Hint 3: DON'T use the store function (_mm_storeu_si128) until after completing the inner loop! It turns out that storing is very costly and performing a store in every iteration will actually cause your code to slow down. However, if you wait until after the outer loop completes you may have overflow issues.

Hint 4: It's bad practice to index into the __m128i vector like they are arrays. You should store them into arrays first with the storeu function, and then access the integers elementwise by indexing into the array.

Hint 5: READ the function declarations in the above table carefully! You'll notice that the loadu and storeu take __m128i* type arguments. You can just cast an int array to a _m128i pointer. Alternatively, you could skip the typecast at the cost of a bunch of compiler warnings.

To compile and run your code, run the following commands:

$ cd lab10-branch_prediction
$ make
$ ./randomized

Sanity check: The naive version runs at about 25 seconds on the hive machines, and your SIMDized version should run in about 5-6 seconds. The naive function may take a long time to run! Do not try commenting it out, since we rely on that result for comparing against a reference; sometimes code can take a long time to run and this is one of those cases.

Checkoff [3/5]

Exercise 4: Loop Unrolling

To obtain even more performance improvement, carefully unroll the SIMD vector sum code that you created in the previous exercise. This should get you a little more increase in performance from sum_simd (a few fractions of a second). As an example of loop unrolling, consider the supplied function sum_unrolled():

long long int sum_unrolled(unsigned int vals[NUM_ELEMS]) {
  long long int sum = 0;

  for(unsigned int w = 0; w < OUTER_ITERATIONS; w++) { 
    for(unsigned int i = 0; i < NUM_ELEMS / 4 * 4; i += 4) {
      if(vals[i] >= 128) sum += vals[i];
      if(vals[i + 1] >= 128) sum += vals[i + 1];
      if(vals[i + 2] >= 128) sum += vals[i + 2];
      if(vals[i + 3] >= 128) sum += vals[i + 3];
    }

    // This is what we call the TAIL CASE
    for(unsigned int i = NUM_ELEMS / 4 * 4; i < NUM_ELEMS; i++) {
      if (vals[i] >= 128) {
        sum += vals[i];
      }
    }
  }
  return sum;
}

Conceptual Task: Consider why unrolling the loop like this is useful at all.
Hint: What part of the for loop do we have to do LESS if we unroll the loop?

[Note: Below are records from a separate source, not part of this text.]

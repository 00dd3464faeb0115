//! Test server harness for E2E testing
//!
//! Provides `TestRpServer` for spawning real gateway instances in tests.

use metrics_exporter_prometheus::{PrometheusBuilder, PrometheusHandle};
use rp_service::config::Config;
use rp_service::routes::{self, AppState};
use std::collections::HashMap;
use std::net::SocketAddr;
use std::sync::Arc;
use tokio::task::JoinHandle;

/// Test harness for spawning the relying-party gateway in E2E tests.
///
/// # Example
/// ```rust,ignore
/// #[tokio::test]
/// async fn test_secret_flow_e2e() -> Result<()> {
///     let issuer = MockIssuer::publishing_issuer_key().await;
///     let server = TestRpServer::spawn(&issuer.key_url()).await?;
///
///     let response = reqwest::get(format!("{}/", server.url())).await?;
///
///     assert_eq!(response.status(), 200);
///     Ok(())
/// }
/// ```
pub struct TestRpServer {
    addr: SocketAddr,
    config: Config,
    _handle: JoinHandle<()>,
}

impl TestRpServer {
    /// Spawn a gateway trusting the key published at `sts_url`.
    pub async fn spawn(sts_url: &str) -> Result<Self, anyhow::Error> {
        Self::spawn_with(sts_url, &[]).await
    }

    /// Spawn a gateway with extra configuration variables.
    ///
    /// The server binds to a random port on 127.0.0.1 and uses a
    /// one-second issuer timeout unless `extra` overrides it.
    pub async fn spawn_with(sts_url: &str, extra: &[(&str, &str)]) -> Result<Self, anyhow::Error> {
        let mut vars = HashMap::from([
            ("STS_URL".to_string(), sts_url.to_string()),
            ("BIND_HOST".to_string(), "127.0.0.1".to_string()),
            ("PORT".to_string(), "0".to_string()),
            ("STS_TIMEOUT_SECONDS".to_string(), "1".to_string()),
            ("RP_DRAIN_SECONDS".to_string(), "0".to_string()),
        ]);
        for (key, value) in extra {
            vars.insert((*key).to_string(), (*value).to_string());
        }

        let config = Config::from_vars(&vars)
            .map_err(|e| anyhow::anyhow!("Failed to create config: {}", e))?;

        let state = Arc::new(
            AppState::from_config(config.clone())
                .map_err(|e| anyhow::anyhow!("Failed to build app state: {}", e))?,
        );

        let app = routes::build_routes(state, metrics_handle());

        let listener = routes::bind_listener(&config)
            .await
            .map_err(|e| anyhow::anyhow!("Failed to bind test server: {}", e))?;

        let addr = listener
            .local_addr()
            .map_err(|e| anyhow::anyhow!("Failed to get local address: {}", e))?;

        let handle = tokio::spawn(async move {
            let make_service = app.into_make_service_with_connect_info::<SocketAddr>();
            if let Err(e) = axum::serve(listener, make_service).await {
                eprintln!("Test server error: {}", e);
            }
        });

        Ok(Self {
            addr,
            config,
            _handle: handle,
        })
    }

    /// Get the base URL of the test server.
    pub fn url(&self) -> String {
        format!("http://{}", self.addr)
    }

    pub fn addr(&self) -> SocketAddr {
        self.addr
    }

    pub fn config(&self) -> &Config {
        &self.config
    }
}

impl Drop for TestRpServer {
    fn drop(&mut self) {
        self._handle.abort();
    }
}

/// Handle from a recorder that is never installed globally, so any number
/// of servers can be spawned in one test binary.
fn metrics_handle() -> PrometheusHandle {
    PrometheusBuilder::new().build_recorder().handle()
}
//! Relying-party gateway library.
//!
//! A small HTTP service that protects one resource behind RS256 bearer
//! tokens. The issuer (STS) publishes its public key over HTTP; the
//! gateway fetches it, verifies each presented token against it and
//! either grants access or returns a typed denial.
//!
//! # Architecture
//!
//! ```text
//! routes/mod.rs -> middleware/auth.rs -> services/gateway.rs -> auth/*.rs
//! ```
//!
//! # Modules
//!
//! - `auth` - Trust resolution, bearer parsing and token verification
//! - `config` - Service configuration from environment
//! - `errors` - Denials with HTTP status code mapping
//! - `handlers` - HTTP request handlers
//! - `middleware` - Authorization gate and HTTP metrics
//! - `models` - Response bodies
//! - `observability` - Metrics definitions
//! - `routes` - Axum router setup
//! - `services` - Authorization decisions

pub mod auth;
pub mod config;
pub mod errors;
pub mod handlers;
pub mod middleware;
pub mod models;
pub mod observability;
pub mod routes;
pub mod services;
use thiserror::Error;

#[derive(Debug, Error)]
pub enum CadenceError {
    #[error("configuration error: {0}")]
    Config(String),

    #[error("validation error: {0}")]
    Validation(String),

    #[error("internal error: {0}")]
    Internal(String),
}

pub type CadenceResult<T> = Result<T, CadenceError>;
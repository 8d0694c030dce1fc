use anyhow::Context;
use chrono::{Duration, Utc};
use clap::Parser;

use cadence_analytics::scenario::{generate_usage, Scenario};
use cadence_common::init_tracing;

#[derive(Parser)]
#[command(name = "cadence-seed")]
#[command(about = "Generate deterministic demo usage data", long_about = None)]
struct Cli {
    /// Scenario profile to generate
    #[arg(long, default_value = "high_adoption")]
    scenario: String,

    /// RNG seed; identical seeds reproduce identical output
    #[arg(long, default_value_t = 42)]
    seed: u64,

    /// Number of synthetic members
    #[arg(long, default_value_t = 8)]
    members: usize,

    /// Number of days, ending today
    #[arg(long, default_value_t = 28)]
    days: i64,

    /// Pretty-print the JSON output
    #[arg(long, default_value_t = false)]
    pretty: bool,
}

fn main() -> anyhow::Result<()> {
    init_tracing("info");
    let cli = Cli::parse();

    let scenario = cli.scenario.parse::<Scenario>()?;
    let until = Utc::now().date_naive();
    let since = until - Duration::days(cli.days.max(1) - 1);
    let member_ids: Vec<String> = (1..=cli.members.max(1))
        .map(|i| format!("member-{i:02}"))
        .collect();

    let records = generate_usage(cli.seed, scenario, &member_ids, since, until)
        .context("failed to generate usage records")?;
    tracing::info!(
        scenario = scenario.as_str(),
        seed = cli.seed,
        records = records.len(),
        "generated usage records"
    );

    let output = if cli.pretty {
        serde_json::to_string_pretty(&records)?
    } else {
        serde_json::to_string(&records)?
    };
    println!("{output}");

    Ok(())
}
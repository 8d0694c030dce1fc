use std::cmp::Ordering;
use std::collections::{BTreeMap, HashSet};

use chrono::NaiveDate;
use serde::{Deserialize, Serialize};
use uuid::Uuid;

use crate::config::AnalyticsConfig;
use crate::records::{PullRequestRecord, UsageRecord};
use crate::stats::{composite_score, mean, percentile_rank, ScoreAxes};

/// A ranked member with the raw stats behind the score.
#[derive(Debug, Clone, Serialize, Deserialize)]
pub struct ChampionEntry {
    pub member_id: String,
    pub overall_score: f64,
    pub avg_acceptance_rate: f64,
    pub merged_prs: usize,
    pub avg_cycle_time_hours: f64,
    pub revert_rate: f64,
}

#[derive(Debug, Default)]
struct MemberAggregate {
    active_days: HashSet<NaiveDate>,
    day_rates: Vec<f64>,
    merged_count: usize,
    revert_count: usize,
    cycle_times: Vec<f64>,
}

impl MemberAggregate {
    fn avg_acceptance_rate(&self) -> f64 {
        mean(&self.day_rates).unwrap_or(0.0)
    }

    fn avg_cycle_time(&self) -> f64 {
        mean(&self.cycle_times).unwrap_or(0.0)
    }

    fn revert_rate(&self) -> f64 {
        if self.merged_count == 0 {
            0.0
        } else {
            self.revert_count as f64 / self.merged_count as f64
        }
    }
}

/// Rank the team's top assistant-powered shippers.
///
/// Members must clear every qualification threshold (active days, merged
/// PRs, acceptance rate) before being scored; the surviving set is ranked
/// by a weighted composite of per-metric percentiles within that set.
/// Ties are broken by ascending member id so identical inputs always
/// produce identical output.
pub fn find_champions(
    config: &AnalyticsConfig,
    team_id: Uuid,
    start: NaiveDate,
    end: NaiveDate,
    usage: &[UsageRecord],
    prs: &[PullRequestRecord],
) -> Vec<ChampionEntry> {
    tracing::debug!(
        team = %team_id,
        usage_records = usage.len(),
        pull_requests = prs.len(),
        "ranking champions"
    );

    let mut aggregates: BTreeMap<&str, MemberAggregate> = BTreeMap::new();

    for record in usage {
        if record.date < start || record.date > end {
            continue;
        }
        let entry = aggregates.entry(&record.member_id).or_default();
        entry.active_days.insert(record.date);
        if let Some(rate) = record.effective_acceptance_rate() {
            entry.day_rates.push(rate);
        }
    }

    for pr in prs {
        if !pr.is_merged() {
            continue;
        }
        let Some(merged_on) = pr.merged_on() else {
            continue;
        };
        if merged_on < start || merged_on > end {
            continue;
        }
        let entry = aggregates.entry(&pr.author_id).or_default();
        entry.merged_count += 1;
        if pr.is_revert {
            entry.revert_count += 1;
        }
        if let Some(cycle) = pr.cycle_time_hours {
            entry.cycle_times.push(cycle);
        }
    }

    let thresholds = &config.qualification;
    let qualified: Vec<(&str, &MemberAggregate)> = aggregates
        .iter()
        .filter(|(_, agg)| {
            agg.active_days.len() >= thresholds.min_active_days
                && agg.merged_count >= thresholds.min_merged_prs
                && agg.avg_acceptance_rate() >= thresholds.min_acceptance_rate
        })
        .map(|(id, agg)| (*id, agg))
        .collect();

    if qualified.is_empty() {
        return Vec::new();
    }

    let acceptance_peers: Vec<f64> = qualified.iter().map(|(_, a)| a.avg_acceptance_rate()).collect();
    let cycle_peers: Vec<f64> = qualified.iter().map(|(_, a)| a.avg_cycle_time()).collect();
    let revert_peers: Vec<f64> = qualified.iter().map(|(_, a)| a.revert_rate()).collect();

    let mut champions: Vec<ChampionEntry> = qualified
        .iter()
        .map(|(member_id, agg)| {
            let acceptance = agg.avg_acceptance_rate();
            let cycle = agg.avg_cycle_time();
            let reverts = agg.revert_rate();
            let axes = ScoreAxes {
                capability: percentile_rank(acceptance, &acceptance_peers),
                // Lower cycle time and revert rate are better, so invert.
                speed: 100.0 - percentile_rank(cycle, &cycle_peers),
                quality: 100.0 - percentile_rank(reverts, &revert_peers),
            };
            ChampionEntry {
                member_id: member_id.to_string(),
                overall_score: composite_score(axes, &config.weights),
                avg_acceptance_rate: acceptance,
                merged_prs: agg.merged_count,
                avg_cycle_time_hours: cycle,
                revert_rate: reverts,
            }
        })
        .collect();

    champions.sort_by(|a, b| {
        b.overall_score
            .partial_cmp(&a.overall_score)
            .unwrap_or(Ordering::Equal)
            .then_with(|| a.member_id.cmp(&b.member_id))
    });
    champions.truncate(config.top_n);
    champions
}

Task: Within common.h, copy your sum_simd() code into sum_simd_unrolled() and unroll it 4 (four) times.

To compile your code, run the following command:

make

To run your code, run the following command:

./randomized

Checkoff [4/5]

Exercise 5: Performance Comparisons

You might have noticed that we've only been running the randomized executable so far. That's because now, we want to compare it to the code in sorted.c! Recall that executing the code in randomized.c just sums up the elements of a huge array of random ints. The only difference with sorted.c is that the array is sorted before running the sum functions! Let's check out the performance by running:

$ ./sorted

Task 1: You should have noticed that the naive sum function ran a lot faster than it did when the array was randomized. Your task is to think about WHY.

Recall that there is a check within our sum function which tells us to only add to the running total if the current element is greater than or equal to 128. Question: what kind of assembly instruction would need to be used to implement this? From your answer to the preceding question, recall that these kinds of instructions introduce hazards in the datapath pipeline, and that one technique to deal with them was to have a __________ that chooses to always execute the first instruction of one of the outcomes of the _________.

It turns out that much like caches, these mechanism fare better when our code is more predictable. They make their predictions based on what's been happening most recently at the ________ in question. In particular, if our code seems to make the same decision at the __________ many times in a row, it will probably predict that that particular outcome will happen again.

Task 2: It's neat that sorting the array gets us such a high degree of speedup, but why didn't the sum_simd or sum_simd_unrolled speed up? To think about this, you need to think about how exactly the original condition is checked in the SIMDized versions that you wrote. What is the important SSE function that you used?

It turns out that this function is implemented without the use of branch instructions at the assembly level! What does this fact tell you about the advantages of sorting the array in the SIMDized code?

Task 3: The last observation we should make is that out of the 4 versions of the sum function running on a sorted array, the one that performs best is actually sum_unrolled as opposed to sum_simd_unrolled (if you didn't see this result when running your code (it can be finicky), don't worry and just presume that this could happen; explain why this is possible)! If you ran randomized however, the sum_simd version is actually better than sum_unrolled. Question: What does this tell you about the advantages of successful branch prediction in comparison to data-level parallelism in this special case where the data is sorted?

Checkoff [5/5]